Just had a quick browse of daughter's outlook. There's 2 emails (to her perfectly correct full email address) from Antivirus 2009 [antivirus@products--daily--news.net] with lots of links to click on.... AAAAAGH! I can see she's opened the emails, hopefully she didn't click the links (She's asleep in bed so can't interrogate her!) I can't see any options in her Outlook or other programs to mark the senders as "blocked" - Any advice please? Obviously her email address is "out there", and there'll be more where this came from. The emails were dated 27 and 29 October.

Thanks chaslang.

 

Wow well that is all good news, chaslang. Thanks very much! (especially for spelling it all out so clearly - it does improve my confidence). Am working on training the daughter - she does intend to follow instructions I think, but is no more successful on the pc than she is in "real life" - s'pose its a teenager thing. I will persevere!

So are we all done?

 

OK. I downloaded another program off your website and got the same response as I did to the Java one - I was able to download, but when I clicked to install got the "not a valid win32 application" message again. Also tried to update a program and got a message to untick the "work offline" File setting (which I hadn't selected?!) I did that but computer was still offline. I assumed this was one of the intermittent issues we get here with unreliable internet connections on the network. So rebooted, and logged on as Main Administrator. Got full internet connection immediately.

Then I realised......... the java download was on my daughter's desktop not the Main Administrator desktop! So I downloaded it again onto Main Administrator desktop from Majorgeeks FL and yippee it installed OK! So that is now done.

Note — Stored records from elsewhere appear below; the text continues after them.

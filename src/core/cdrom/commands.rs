// SPDX-License-Identifier: Apache-2.0
// Copyright 2025 rogem contributors
//
// Licensed under the Apache License, Version 2.0 (the "License");
// you may not use this file except in compliance with the License.
// You may obtain a copy of the License at
//
//     http://www.apache.org/licenses/LICENSE-2.0
//
// Unless required by applicable law or agreed to in writing, software
// distributed under the License is distributed on an "AS IS" BASIS,
// WITHOUT WARRANTIES OR CONDITIONS OF ANY KIND, either express or implied.
// See the License for the specific language governing permissions and
// limitations under the License.

//! CD-ROM command handlers
//!
//! Every command answers with a first response after the fixed command
//! latency; the two-phase commands queue a Complete (or Error) second
//! response behind a longer countdown. These delays are tuning
//! constants, monotone rather than exact.

use super::disc::{from_bcd, to_bcd, Msf};
use super::{irq_codes, Cdrom, DriveState, READ_DELAY_DOUBLE, READ_DELAY_SINGLE};

/// Human-readable command name for diagnostics
pub(super) fn command_name(command: u8) -> &'static str {
    match command {
        0x01 => "GetStat",
        0x02 => "SetLoc",
        0x03 => "Play",
        0x06 => "ReadN",
        0x07 => "MotorOn",
        0x08 => "Stop",
        0x09 => "Pause",
        0x0A => "Init",
        0x0B => "Mute",
        0x0C => "Demute",
        0x0D => "SetFilter",
        0x0E => "SetMode",
        0x10 => "GetLocL",
        0x11 => "GetLocP",
        0x13 => "GetTN",
        0x14 => "GetTD",
        0x15 => "SeekL",
        0x19 => "Test",
        0x1A => "GetID",
        0x1B => "ReadS",
        0x1E => "ReadTOC",
        _ => "Unknown",
    }
}

impl Cdrom {
    /// Dispatch the pending command once its first-response delay
    /// expires
    pub(super) fn execute_command(&mut self) {
        self.response_fifo.clear();

        match self.current_command {
            0x01 => self.cmd_get_stat(),
            0x02 => self.cmd_set_loc(),
            0x03 => self.cmd_play(),
            0x06 => self.cmd_read(),
            0x07 => self.cmd_motor_on(),
            0x08 => self.cmd_stop(),
            0x09 => self.cmd_pause(),
            0x0A => self.cmd_init(),
            0x0B => self.cmd_mute(),
            0x0C => self.cmd_demute(),
            0x0D => self.cmd_set_filter(),
            0x0E => self.cmd_set_mode(),
            0x10 => self.cmd_get_loc_l(),
            0x11 => self.cmd_get_loc_p(),
            0x13 => self.cmd_get_tn(),
            0x14 => self.cmd_get_td(),
            0x15 => self.cmd_seek_l(),
            0x19 => self.cmd_test(),
            0x1A => self.cmd_get_id(),
            0x1B => self.cmd_read(),
            0x1E => self.cmd_read_toc(),
            other => {
                log::warn!("CDROM: unknown command 0x{:02X}", other);
                let stat = self.stat | 0x01;
                self.push_response(irq_codes::ERROR, &[stat, 0x40]);
            }
        }

        self.parameter_fifo.clear();
    }

    fn cmd_get_stat(&mut self) {
        let stat = self.stat;
        self.push_response(irq_codes::ACKNOWLEDGE, &[stat]);
    }

    /// SetLoc: three BCD bytes (minute, second, frame)
    fn cmd_set_loc(&mut self) {
        let minute = from_bcd(self.parameter_fifo.pop());
        let second = from_bcd(self.parameter_fifo.pop());
        let frame = from_bcd(self.parameter_fifo.pop());
        self.seek_target = Msf::new(minute, second, frame);

        let stat = self.stat;
        self.push_response(irq_codes::ACKNOWLEDGE, &[stat]);
    }

    fn cmd_play(&mut self) {
        // Optional track parameter; CD audio is not synthesized
        if !self.parameter_fifo.is_empty() {
            self.parameter_fifo.pop();
        }
        self.stat |= 0x80;
        let stat = self.stat;
        self.push_response(irq_codes::ACKNOWLEDGE, &[stat]);
    }

    /// ReadN/ReadS: start streaming sectors from the seek target
    fn cmd_read(&mut self) {
        self.stat |= 0x20;
        let stat = self.stat;

        if self.has_disc() {
            self.read_pos = self.seek_target;
            self.read_delay_counter = if self.mode & 0x80 != 0 {
                READ_DELAY_DOUBLE
            } else {
                READ_DELAY_SINGLE
            };
            self.push_response(irq_codes::ACKNOWLEDGE, &[stat]);
            // push_response parked us Idle; reading overrides
            self.state = DriveState::Reading;
        } else {
            self.set_second_response(irq_codes::ERROR, &[stat | 0x01, 0x40], 1_000_000);
            self.push_response(irq_codes::ACKNOWLEDGE, &[stat]);
        }
    }

    fn cmd_motor_on(&mut self) {
        self.stat |= 0x02;
        let stat = self.stat;
        self.set_second_response(irq_codes::COMPLETE, &[stat], 1_000_000);
        self.push_response(irq_codes::ACKNOWLEDGE, &[stat]);
    }

    fn cmd_stop(&mut self) {
        self.stat = 0x00;
        let stat = self.stat;
        self.set_second_response(irq_codes::COMPLETE, &[stat], 2_000_000);
        self.push_response(irq_codes::ACKNOWLEDGE, &[stat]);
    }

    fn cmd_pause(&mut self) {
        self.stat &= !0x20;
        let stat = self.stat;
        self.set_second_response(irq_codes::COMPLETE, &[stat], 1_000_000);
        self.push_response(irq_codes::ACKNOWLEDGE, &[stat]);
    }

    fn cmd_init(&mut self) {
        self.mode = 0x00;
        self.stat &= !(0x20 | 0x40 | 0x80);
        self.stat |= 0x02;
        let stat = self.stat;
        self.set_second_response(irq_codes::COMPLETE, &[stat], 30_000);
        self.push_response(irq_codes::ACKNOWLEDGE, &[stat]);
    }

    fn cmd_mute(&mut self) {
        let stat = self.stat;
        self.push_response(irq_codes::ACKNOWLEDGE, &[stat]);
    }

    fn cmd_demute(&mut self) {
        let stat = self.stat;
        self.push_response(irq_codes::ACKNOWLEDGE, &[stat]);
    }

    fn cmd_set_filter(&mut self) {
        // file and channel bytes; XA audio is not modeled
        if !self.parameter_fifo.is_empty() {
            self.parameter_fifo.pop();
        }
        if !self.parameter_fifo.is_empty() {
            self.parameter_fifo.pop();
        }
        let stat = self.stat;
        self.push_response(irq_codes::ACKNOWLEDGE, &[stat]);
    }

    /// SetMode: bit 7 = double speed, bit 5 = whole-sector delivery
    fn cmd_set_mode(&mut self) {
        if !self.parameter_fifo.is_empty() {
            self.mode = self.parameter_fifo.pop();
        }
        let stat = self.stat;
        self.push_response(irq_codes::ACKNOWLEDGE, &[stat]);
    }

    /// GetLocL: header bytes of the last read sector
    fn cmd_get_loc_l(&mut self) {
        if self.has_disc() {
            let header = self.last_sector_header;
            self.push_response(irq_codes::ACKNOWLEDGE, &header);
        } else {
            let stat = self.stat | 0x01;
            self.push_response(irq_codes::ERROR, &[stat, 0x80]);
        }
    }

    /// GetLocP: track/index and position (single-track discs)
    fn cmd_get_loc_p(&mut self) {
        if self.has_disc() {
            let pos = self.read_pos;
            self.push_response(
                irq_codes::ACKNOWLEDGE,
                &[
                    0x01, 0x01, pos.minute, pos.second, pos.frame, pos.minute, pos.second,
                    pos.frame,
                ],
            );
        } else {
            self.push_response(
                irq_codes::ACKNOWLEDGE,
                &[0x01, 0x01, 0x00, 0x00, 0x00, 0x00, 0x00],
            );
        }
    }

    /// GetTN: first and last track number
    fn cmd_get_tn(&mut self) {
        let stat = self.stat;
        if self.has_disc() {
            self.push_response(irq_codes::ACKNOWLEDGE, &[stat, 0x01, 0x01]);
        } else {
            self.push_response(irq_codes::ERROR, &[stat | 0x01, 0x40]);
        }
    }

    /// GetTD: start of a track (track 0 means end of disc)
    fn cmd_get_td(&mut self) {
        let track = if self.parameter_fifo.is_empty() {
            0
        } else {
            from_bcd(self.parameter_fifo.pop())
        };

        let stat = self.stat;
        if !self.has_disc() {
            self.push_response(irq_codes::ERROR, &[stat | 0x01, 0x40]);
            return;
        }

        if track == 0 {
            let sectors = self.disc.as_ref().map(|d| d.sector_count()).unwrap_or(0);
            let end = Msf::from_lba(sectors);
            self.push_response(
                irq_codes::ACKNOWLEDGE,
                &[stat, to_bcd(end.minute), to_bcd(end.second)],
            );
        } else {
            self.push_response(irq_codes::ACKNOWLEDGE, &[stat, 0x00, 0x02]);
        }
    }

    fn cmd_seek_l(&mut self) {
        self.stat |= 0x40;
        self.read_pos = self.seek_target;
        let stat = self.stat;
        self.set_second_response(irq_codes::COMPLETE, &[stat & !0x40], 1_000_000);
        self.push_response(irq_codes::ACKNOWLEDGE, &[stat]);
    }

    /// Test: only sub-function 0x20 (controller BIOS date) answers
    fn cmd_test(&mut self) {
        let sub_function = if self.parameter_fifo.is_empty() {
            0
        } else {
            self.parameter_fifo.pop()
        };

        match sub_function {
            0x20 => {
                self.push_response(irq_codes::ACKNOWLEDGE, &[0x97, 0x01, 0x10, 0xC2]);
            }
            other => {
                log::warn!("CDROM: Test sub-function 0x{:02X} not implemented", other);
                let stat = self.stat | 0x01;
                self.push_response(irq_codes::ERROR, &[stat, 0x40]);
            }
        }
    }

    /// GetID: licensed-disc handshake
    fn cmd_get_id(&mut self) {
        let stat = self.stat;
        if self.has_disc() {
            self.set_second_response(
                irq_codes::COMPLETE,
                &[stat, 0x00, 0x20, 0x00, b'S', b'C', b'E', b'A'],
                1_000_000,
            );
        } else {
            self.set_second_response(
                irq_codes::ERROR,
                &[0x08, 0x40, 0x00, 0x00, 0x00, 0x00, 0x00, 0x00],
                1_000_000,
            );
        }
        self.push_response(irq_codes::ACKNOWLEDGE, &[stat]);
    }

    fn cmd_read_toc(&mut self) {
        let stat = self.stat;
        self.set_second_response(irq_codes::COMPLETE, &[stat], 16_000_000);
        self.push_response(irq_codes::ACKNOWLEDGE, &[stat]);
    }
}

So... I investigated User accounts - daughter IS an adminstrator but for some reason on her account although we can download we can't install and it is at that point that the internet connection is flicking off. Had no such instability on Main Admin login. Is this one for the software forum or is this a sign of some other nasty virus? Looks like her User account is damaged in some way? (Way out of my comfortzone here) - If I set up a new account for her and delete the current one what is the impact on access to her SIMS programs etc? I don't know how to do this. Please advise. Also please confirm that whatever SunJava does will work on all accounts on the computer, not just the Main Admin to where it was installed? I am guessing that the damage to her user account is preventing installations AND flicking off the internet after downloads. I don't recall having that problem on the Main Admin account. (Of course, I may well be talking rubbish, and don't mind being told!)

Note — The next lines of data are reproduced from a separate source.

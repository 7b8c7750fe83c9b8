// SPDX-License-Identifier: Apache-2.0
// Copyright 2025 rogem contributors
//
// Licensed under the Apache License, Version 2.0 (the "License");
// you may not use this file except in compliance with the License.
// You may obtain a copy of the License at
//
//     http://www.apache.org/licenses/LICENSE-2.0
//
// Unless required by applicable law or agreed to in writing, software
// distributed under the License is distributed on an "AS IS" BASIS,
// WITHOUT WARRANTIES OR CONDITIONS OF ANY KIND, either express or implied.
// See the License for the specific language governing permissions and
// limitations under the License.

//! GP0 port: rendering commands and VRAM data
//!
//! GP0 is a small state machine. In `WaitingForCommand` the top three
//! bits of the incoming word classify it; drawing commands latch a
//! current-command record and collect parameter words until the count
//! derived from the command header is reached; CPU-to-VRAM blits then
//! stream pixel data through `ReceivingDataWords`.

use super::primitives::Vec2;
use super::GPU;

/// GP0 decoder state
#[derive(Debug, Clone, Copy, PartialEq, Eq)]
pub enum Gp0State {
    /// Next word starts a command
    WaitingForCommand,
    /// Collecting parameter words for the latched command
    ReceivingParameters,
    /// Streaming pixel pairs into a VRAM rectangle
    ReceivingDataWords,
}

/// Decoded command class
#[derive(Debug, Clone, Copy, PartialEq, Eq)]
pub enum CommandKind {
    Polygon,
    Line,
    Rectangle,
    QuickFill,
    CpuToVram,
    VramToVram,
}

/// The in-flight GP0 command
///
/// `params[0]` is always the command word itself (it doubles as the
/// first color for flat and Gouraud commands).
pub struct Gp0Command {
    raw: u32,
    kind: CommandKind,
    params: Vec<u32>,
}

impl Gp0Command {
    pub fn new() -> Self {
        Self {
            raw: 0,
            kind: CommandKind::QuickFill,
            params: Vec::new(),
        }
    }

    /// Latch a fresh command word
    pub fn set(&mut self, raw: u32, kind: CommandKind) {
        self.raw = raw;
        self.kind = kind;
        self.params.clear();
        self.params.push(raw);
    }

    pub fn reset(&mut self) {
        self.params.clear();
    }

    pub fn raw(&self) -> u32 {
        self.raw
    }

    pub fn kind(&self) -> CommandKind {
        self.kind
    }

    pub fn params(&self) -> &[u32] {
        &self.params
    }

    pub fn push_param(&mut self, word: u32) {
        self.params.push(word);
    }

    /// Gouraud-shaded polygon/line (bit 28)
    pub fn shaded(&self) -> bool {
        self.raw & (1 << 28) != 0
    }

    /// Four-vertex polygon (bit 27)
    pub fn quad(&self) -> bool {
        self.raw & (1 << 27) != 0
    }

    /// Textured polygon/rectangle (bit 26)
    pub fn textured(&self) -> bool {
        self.raw & (1 << 26) != 0
    }

    /// Texture blending disabled (bit 24)
    pub fn raw_texture(&self) -> bool {
        self.raw & (1 << 24) != 0
    }

    /// Polyline mode for line commands (bit 27)
    pub fn polyline(&self) -> bool {
        self.raw & (1 << 27) != 0
    }

    /// Rectangle size selector (bits 27-28): fixed edge length, or
    /// None for a variable-size rectangle
    pub fn rect_size(&self) -> Option<i32> {
        match (self.raw >> 27) & 3 {
            0 => None,
            1 => Some(1),
            2 => Some(8),
            _ => Some(16),
        }
    }

    pub fn vertex_count(&self) -> usize {
        if self.quad() {
            4
        } else {
            3
        }
    }

    /// Expected total parameter count, including the command word
    ///
    /// Polygons: one position word per vertex, plus one color word per
    /// extra vertex when shaded, plus one texcoord word per vertex
    /// when textured. Polylines have no fixed count; they end on the
    /// terminator word.
    pub fn expected_params(&self) -> Option<usize> {
        match self.kind {
            CommandKind::Polygon => {
                let nb = self.vertex_count();
                let per_vertex = 1 + self.textured() as usize;
                Some(if self.shaded() {
                    nb * (per_vertex + 1)
                } else {
                    1 + nb * per_vertex
                })
            }
            CommandKind::Line => {
                if self.polyline() {
                    None
                } else if self.shaded() {
                    Some(4)
                } else {
                    Some(3)
                }
            }
            CommandKind::Rectangle => {
                let variable = self.rect_size().is_none() as usize;
                Some(2 + self.textured() as usize + variable)
            }
            CommandKind::QuickFill => Some(3),
            CommandKind::CpuToVram => Some(3),
            CommandKind::VramToVram => Some(4),
        }
    }
    /// Serialize the latched command and collected parameters
    pub fn serialize(&self, buf: &mut crate::core::state::StateBuffer) {
        buf.write_u32(self.raw);
        buf.write_u8(match self.kind {
            CommandKind::Polygon => 0,
            CommandKind::Line => 1,
            CommandKind::Rectangle => 2,
            CommandKind::QuickFill => 3,
            CommandKind::CpuToVram => 4,
            CommandKind::VramToVram => 5,
        });
        buf.write_u32(self.params.len() as u32);
        for param in &self.params {
            buf.write_u32(*param);
        }
    }

    /// Restore the latched command and collected parameters
    pub fn deserialize(
        &mut self,
        buf: &mut crate::core::state::StateBuffer,
    ) -> crate::core::error::Result<()> {
        self.raw = buf.read_u32()?;
        self.kind = match buf.read_u8()? {
            0 => CommandKind::Polygon,
            1 => CommandKind::Line,
            2 => CommandKind::Rectangle,
            4 => CommandKind::CpuToVram,
            5 => CommandKind::VramToVram,
            _ => CommandKind::QuickFill,
        };
        let count = buf.read_u32()? as usize;
        self.params.clear();
        for _ in 0..count {
            self.params.push(buf.read_u32()?);
        }
        Ok(())
    }
}

impl Default for Gp0Command {
    fn default() -> Self {
        Self::new()
    }
}

/// Cursor state of an in-flight CPU-to-VRAM blit
#[derive(Debug, Clone, Copy, Default)]
pub struct VramCopy {
    pub start: Vec2,
    pub size: Vec2,
    pub current: Vec2,
}

impl GPU {
    /// Feed one word into the GP0 port
    pub fn write_gp0(&mut self, word: u32) {
        match self.gp0_state {
            Gp0State::ReceivingDataWords => self.receive_data_word(word),
            Gp0State::ReceivingParameters => self.receive_parameter(word),
            Gp0State::WaitingForCommand => match word >> 29 {
                0b000 => self.execute_misc_command(word),
                0b001 => self.begin_command(word, CommandKind::Polygon),
                0b010 => self.begin_command(word, CommandKind::Line),
                0b011 => self.begin_command(word, CommandKind::Rectangle),
                0b100 => self.begin_command(word, CommandKind::VramToVram),
                0b101 => self.begin_command(word, CommandKind::CpuToVram),
                0b111 => self.execute_env_command(word),
                _ => {
                    log::warn!("GPU: unknown GP0 command 0x{:08X}", word);
                }
            },
        }
    }

    fn begin_command(&mut self, word: u32, kind: CommandKind) {
        self.current_cmd.set(word, kind);
        self.gp0_state = Gp0State::ReceivingParameters;
    }

    /// Misc group (top bits 000)
    fn execute_misc_command(&mut self, word: u32) {
        match word >> 24 {
            // NOP
            0x00 => {}
            // Clear cache: no texture cache is modeled
            0x01 => {}
            0x02 => self.begin_command(word, CommandKind::QuickFill),
            _ => {
                log::warn!("GPU: unknown GP0 misc command 0x{:08X}", word);
            }
        }
    }

    /// Environment group (top bits 111)
    fn execute_env_command(&mut self, word: u32) {
        match word >> 24 {
            // E1: draw mode
            0xE1 => {
                self.status.set_draw_mode(word & 0xFF_FFFF);
                self.texture_rect_flip_x = (word >> 12) & 1 != 0;
                self.texture_rect_flip_y = (word >> 13) & 1 != 0;
            }
            // E2: texture window
            0xE2 => {
                self.texture_window_mask_x = (word & 0x1F) as u8;
                self.texture_window_mask_y = ((word >> 5) & 0x1F) as u8;
                self.texture_window_offset_x = ((word >> 10) & 0x1F) as u8;
                self.texture_window_offset_y = ((word >> 15) & 0x1F) as u8;
            }
            // E3: drawing area top left
            0xE3 => {
                self.draw_area_top_left = Vec2::new((word & 0x3FF) as i32, ((word >> 10) & 0x3FF) as i32);
            }
            // E4: drawing area bottom right
            0xE4 => {
                self.draw_area_bottom_right =
                    Vec2::new((word & 0x3FF) as i32, ((word >> 10) & 0x3FF) as i32);
            }
            // E5: drawing offset (11-bit signed pair)
            0xE5 => {
                let x = ((word & 0x7FF) as i32) << 21 >> 21;
                let y = (((word >> 11) & 0x7FF) as i32) << 21 >> 21;
                self.draw_offset = Vec2::new(x, y);
            }
            // E6: mask bit setting
            0xE6 => {
                self.status.set_mask_bit = word & 1 != 0;
                self.status.preserve_masked = (word >> 1) & 1 != 0;
            }
            _ => {
                log::warn!("GPU: unknown GP0 environment command 0x{:08X}", word);
            }
        }
    }

    /// Collect one parameter word and dispatch once complete
    fn receive_parameter(&mut self, word: u32) {
        self.current_cmd.push_param(word);

        let expected = self.current_cmd.expected_params();

        // Polylines run until the terminator word
        if expected.is_none() && (word & 0xF000_F000) == 0x5000_5000 {
            // Guard against a terminator arriving before one full segment
            let needed = 3 + self.current_cmd.shaded() as usize;
            if self.current_cmd.params().len() >= needed {
                self.draw_line();
            }
            self.finish_command();
            return;
        }

        if Some(self.current_cmd.params().len()) == expected {
            match self.current_cmd.kind() {
                CommandKind::Polygon => {
                    self.draw_polygon();
                    self.finish_command();
                }
                CommandKind::Line => {
                    self.draw_line();
                    self.finish_command();
                }
                CommandKind::Rectangle => {
                    self.draw_rectangle();
                    self.finish_command();
                }
                CommandKind::QuickFill => {
                    self.quick_rect_fill();
                    self.finish_command();
                }
                CommandKind::VramToVram => {
                    self.vram_to_vram_copy();
                    self.finish_command();
                }
                CommandKind::CpuToVram => self.begin_cpu_to_vram(),
            }
        }
    }

    fn finish_command(&mut self) {
        self.current_cmd.reset();
        self.gp0_state = Gp0State::WaitingForCommand;
    }

    /// Start streaming CPU data into a VRAM rectangle
    fn begin_cpu_to_vram(&mut self) {
        let params = self.current_cmd.params();
        let dest = params[1];
        let size = params[2];

        self.vram_copy = VramCopy {
            start: Vec2::new((dest & 0x3FF) as i32, ((dest >> 16) & 0x1FF) as i32),
            size: Vec2::new(
                (((size & 0xFFFF).wrapping_sub(1) & 0x3FF) + 1) as i32,
                ((size >> 16).wrapping_sub(1) & 0x1FF) as i32,
            ),
            current: Vec2::new(0, 0),
        };
        self.gp0_state = Gp0State::ReceivingDataWords;
    }

    /// One data word delivers two 16-bit pixels in raster order
    fn receive_data_word(&mut self, word: u32) {
        for half in 0..2 {
            let pixel = (word >> (16 * half)) as u16;
            let pos = Vec2::new(
                self.vram_copy.start.x + self.vram_copy.current.x,
                self.vram_copy.start.y + self.vram_copy.current.y,
            );
            self.set_pixel(pos, pixel);

            self.vram_copy.current.x += 1;
            if self.vram_copy.current.x >= self.vram_copy.size.x {
                self.vram_copy.current.x = 0;
                self.vram_copy.current.y += 1;
            }
            if self.vram_copy.current.y > self.vram_copy.size.y {
                self.finish_command();
                return;
            }
        }
    }
}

Many thanks again, and look forward to your instructions.

 

Hi chaslang....... fell at the first fence, I'm afraid - I backed up the registry, downloaded the SubInACL from your link, then...... could not install because I was logged in on my daughter's sign-on! That is the problem we're trying to solve!? Got the usual messages about can't install when offline so had to untick the "Work offline" setting which had popped up again on the File menu, but then also got another message "The installation package could not be opened. Contact the application vendor to verify that this is a valid Windows installer package". Her computer then went offline altogether, so returned to mine to post this.

I take your point about her being an administrator - I seem to recall that the reason she is is because a lot of her SIMS games required administrator access to run/install. If I downgrade her account, then can I copy access to the stuff on her current desktop to her new sign-on? If so how do I do this - I don't suppose its as easy as copying shortcuts from one to the other? Or would I have to reinstall afresh? (she would lose her houses and families I think?) Also can I run your instructions on the SubInACL from the Main adminstrator account or do I need to be logged in as her?

Thanks for your advice, again!